Noble says she's seeing a rise in interest in organically produced products. Ron Huff says he believes it's partly due to a concern about food safety and potential outbreaks of disease.
There's a 9-year waiting list for a stall at the St. Paul market. Farmers say distribution of their products still remains a problem.
All of the St. Paul farmers market vendors come from within a 50-mile radius. One of Huff's favorite spots is the Cedar Summit Dairy.
"It's very very tough to find genuine cream in the grocery stores today," Huff says. "Most of the cream that we find today has a lot of stabilizers in it -- guar gum, caragean, locust bean gum -- that's not cream. Cream is 100 percent cream. That's all that should read on the product."
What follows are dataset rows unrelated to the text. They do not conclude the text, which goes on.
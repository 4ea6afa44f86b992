//! Public configuration page for front-end identification and customization.

use std::sync::Arc;

use axum::Json;
use axum::extract::State;
use serde::Serialize;

use crate::config::Configuration;

/// Structured configuration.
#[derive(Serialize)]
pub struct Status {
    version: String,
    name: String,
    url: String,
}

/// Public server status (configuration).
pub async fn status(
    State(config): State<Arc<Configuration>>,
) -> Json<Status> {
    Json(Status {
        version: env!("CARGO_PKG_VERSION").into(),
        name: config.name.clone(),
        url: config.url.clone(),
    })
}

#[cfg(test)]
mod tests {
    use std::sync::Arc;

    use axum::http::{Method, StatusCode};
    use http_body_util::BodyExt;

    use crate::account::MemoryAccounts;
    use crate::email::EmailFormat;
    use crate::{app, make_request, router};

    #[tokio::test]
    async fn test_status_route() {
        let app = app(router::state(
            Arc::new(EmailFormat),
            Arc::new(MemoryAccounts::default()),
        ));

        let response = make_request(
            app,
            Method::GET,
            "/status.json",
            String::default(),
        )
        .await;

        assert_eq!(response.status(), StatusCode::OK);

        let bytes =
            response.into_body().collect().await.unwrap().to_bytes();
        let body: serde_json::Value =
            serde_json::from_slice(&bytes).unwrap();
        assert_eq!(body["version"], env!("CARGO_PKG_VERSION"));
        assert_eq!(body["name"], "registra");
    }
}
Pure cream is more expensive. There is also the time and effort involved in getting to the market to pick up the week's supply. But slow food supporters say the effort is worth it. Mike Minar helps his parents operate the dairy.
"We're a grass-based dairy," Minar says. "All our animals are grazed for as long as possible. No hormones or antibiotics are used on the animals. No pesticides or herbicides are used on any of our pastures. We run our farm in a very sustainable manner. As a way of getting more of the family involved in the farm we put up a creamery and we sell our own products."
With regular customers buying their staple milk, butter and cream from the farmers market each week the Minars can stay in business. Others have had a tougher time making a profit off of slow food.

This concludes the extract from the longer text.